------ TASK INPUTS
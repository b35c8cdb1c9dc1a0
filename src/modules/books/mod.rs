pub mod models;
pub mod routes;
pub mod store;

use std::sync::Arc;

use async_trait::async_trait;
use axum::Router;
use booklist_kernel::{InitCtx, Module};
use serde_json::json;

use routes::SharedBookStore;

/// Books module: CRUD over the book listing collection
pub struct BooksModule {
    store: SharedBookStore,
}

impl BooksModule {
    pub fn new(store: SharedBookStore) -> Self {
        Self { store }
    }
}

#[async_trait]
impl Module for BooksModule {
    fn name(&self) -> &'static str {
        "books"
    }

    async fn init(&self, ctx: &InitCtx<'_>) -> anyhow::Result<()> {
        tracing::info!(
            module = self.name(),
            environment = ?ctx.settings.environment,
            collection = %ctx.settings.database.collection,
            "books module initialized"
        );
        Ok(())
    }

    fn routes(&self) -> Router {
        routes::router(Arc::clone(&self.store))
    }

    fn openapi(&self) -> Option<serde_json::Value> {
        Some(openapi_fragment())
    }

    async fn start(&self, _ctx: &InitCtx<'_>) -> anyhow::Result<()> {
        tracing::info!(module = self.name(), "books module started");
        Ok(())
    }

    async fn stop(&self) -> anyhow::Result<()> {
        tracing::info!(module = self.name(), "books module stopped");
        Ok(())
    }
}

fn error_response(description: &str) -> serde_json::Value {
    json!({
        "description": description,
        "content": {
            "application/json": {
                "schema": { "$ref": "#/components/schemas/ErrorResponse" }
            }
        }
    })
}

fn json_response(description: &str, schema: serde_json::Value) -> serde_json::Value {
    json!({
        "description": description,
        "content": {
            "application/json": { "schema": schema }
        }
    })
}

fn id_parameter() -> serde_json::Value {
    json!({
        "name": "id",
        "in": "path",
        "required": true,
        "description": "Hex encoded book id",
        "schema": { "type": "string" }
    })
}

fn collection_path() -> serde_json::Value {
    let book_list = json!({ "type": "array", "items": { "$ref": "#/components/schemas/BookListing" } });
    let create_responses = json!({
        "201": json_response("Created book", json!({ "$ref": "#/components/schemas/BookListing" })),
        "400": error_response("Malformed body"),
        "415": error_response("Body is not sent as application/json"),
        "422": error_response("Validation error"),
        "500": error_response("Internal server error")
    });

    json!({
        "get": {
            "summary": "List books, optionally filtered by exact author name",
            "tags": ["Books"],
            "parameters": [{
                "name": "author",
                "in": "query",
                "required": false,
                "schema": { "type": "string" }
            }],
            "responses": {
                "200": json_response("List of books", book_list),
                "500": error_response("Internal server error")
            }
        },
        "post": {
            "summary": "Create a book listing",
            "tags": ["Books"],
            "requestBody": {
                "required": true,
                "content": {
                    "application/json": {
                        "schema": { "$ref": "#/components/schemas/CreateBookListing" }
                    }
                }
            },
            "responses": create_responses
        }
    })
}

fn item_path() -> serde_json::Value {
    let book_ref = json!({ "$ref": "#/components/schemas/BookListing" });
    let update_responses = json!({
        "200": json_response("Book after the update", book_ref.clone()),
        "400": error_response("Malformed body"),
        "404": error_response("Book not found"),
        "415": error_response("Body is not sent as application/json"),
        "422": error_response("Malformed id or body"),
        "500": error_response("Internal server error")
    });

    json!({
        "get": {
            "summary": "Get a book by id",
            "tags": ["Books"],
            "parameters": [id_parameter()],
            "responses": {
                "200": json_response("Book", book_ref),
                "404": error_response("Book not found"),
                "422": error_response("Malformed id"),
                "500": error_response("Internal server error")
            }
        },
        "patch": {
            "summary": "Partially update a book; addedOn is always refreshed",
            "tags": ["Books"],
            "parameters": [id_parameter()],
            "requestBody": {
                "required": true,
                "content": {
                    "application/json": {
                        "schema": { "$ref": "#/components/schemas/UpdateBookListing" }
                    }
                }
            },
            "responses": update_responses
        },
        "delete": {
            "summary": "Delete a book by id",
            "tags": ["Books"],
            "parameters": [id_parameter()],
            "responses": {
                "200": json_response(
                    "Delete confirmation",
                    json!({ "$ref": "#/components/schemas/DeleteConfirmation" })
                ),
                "422": error_response("Malformed id"),
                "500": error_response("Internal server error")
            }
        }
    })
}

fn schemas() -> serde_json::Value {
    let text_fields = json!({
        "title": { "type": "string" },
        "description": { "type": "string" },
        "author": { "type": "string" }
    });

    json!({
        "BookListing": {
            "type": "object",
            "properties": {
                "id": { "type": "string", "description": "Hex encoded book id" },
                "title": { "type": "string" },
                "description": { "type": "string" },
                "author": { "type": "string" },
                "addedOn": {
                    "type": "number",
                    "description": "Unix timestamp (seconds) of the last write"
                }
            },
            "required": ["id", "title", "description", "author", "addedOn"]
        },
        "CreateBookListing": {
            "type": "object",
            "properties": text_fields.clone(),
            "required": ["title", "description", "author"]
        },
        "UpdateBookListing": {
            "type": "object",
            "properties": text_fields
        },
        "DeleteConfirmation": {
            "type": "object",
            "properties": {
                "deletedBookId": { "type": "string" },
                "deletedCount": { "type": "integer", "minimum": 0 }
            },
            "required": ["deletedBookId", "deletedCount"]
        }
    })
}

fn openapi_fragment() -> serde_json::Value {
    json!({
        "paths": {
            "/": collection_path(),
            "/{id}": item_path(),
            "/health": {
                "get": {
                    "summary": "Books health check",
                    "tags": ["Books"],
                    "responses": {
                        "200": {
                            "description": "OK",
                            "content": {
                                "text/plain": { "schema": { "type": "string" } }
                            }
                        }
                    }
                }
            }
        },
        "components": {
            "schemas": schemas()
        }
    })
}

/// Create a new instance of the books module
pub fn create_module(store: SharedBookStore) -> Arc<dyn Module> {
    Arc::new(BooksModule::new(store))
}

#[cfg(test)]
mod tests {
    use super::*;
    use super::store::InMemoryBookStore;

    #[test]
    fn openapi_describes_every_route() {
        let module = BooksModule::new(Arc::new(InMemoryBookStore::new()));
        let spec = module.openapi().unwrap();

        for method in ["get", "post"] {
            assert!(spec["paths"]["/"][method].is_object(), "{method} /");
        }
        for method in ["get", "patch", "delete"] {
            assert!(spec["paths"]["/{id}"][method].is_object(), "{method} /{{id}}");
        }
        assert!(spec["paths"]["/"]["post"]["responses"]["415"].is_object());
        assert!(spec["paths"]["/{id}"]["patch"]["responses"]["415"].is_object());
        assert_eq!(
            spec["components"]["schemas"]["BookListing"]["required"],
            json!(["id", "title", "description", "author", "addedOn"])
        );
    }

    #[test]
    fn module_is_named_books() {
        let module = create_module(Arc::new(InMemoryBookStore::new()));
        assert_eq!(module.name(), "books");
    }
}
//! Core traits, layered settings, and the module registry shared by every
//! booklist crate.

pub mod module;
pub mod registry;
pub mod settings;

pub use module::{InitCtx, Module};
pub use registry::ModuleRegistry;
------------
PROBLEM REQUIREMENTS -> Copy out only the lines from the one containing "let module = create_module(Arc::new(InMemoryBookStore::new()));" down to the last line of the material, keeping both ends.

TASK ANSWER ->
        let module = create_module(Arc::new(InMemoryBookStore::new()));
        assert_eq!(module.name(), "books");
    }
}
//! Core traits, layered settings, and the module registry shared by every
//! booklist crate.

pub mod module;
pub mod registry;
pub mod settings;

pub use module::{InitCtx, Module};
pub use registry::ModuleRegistry;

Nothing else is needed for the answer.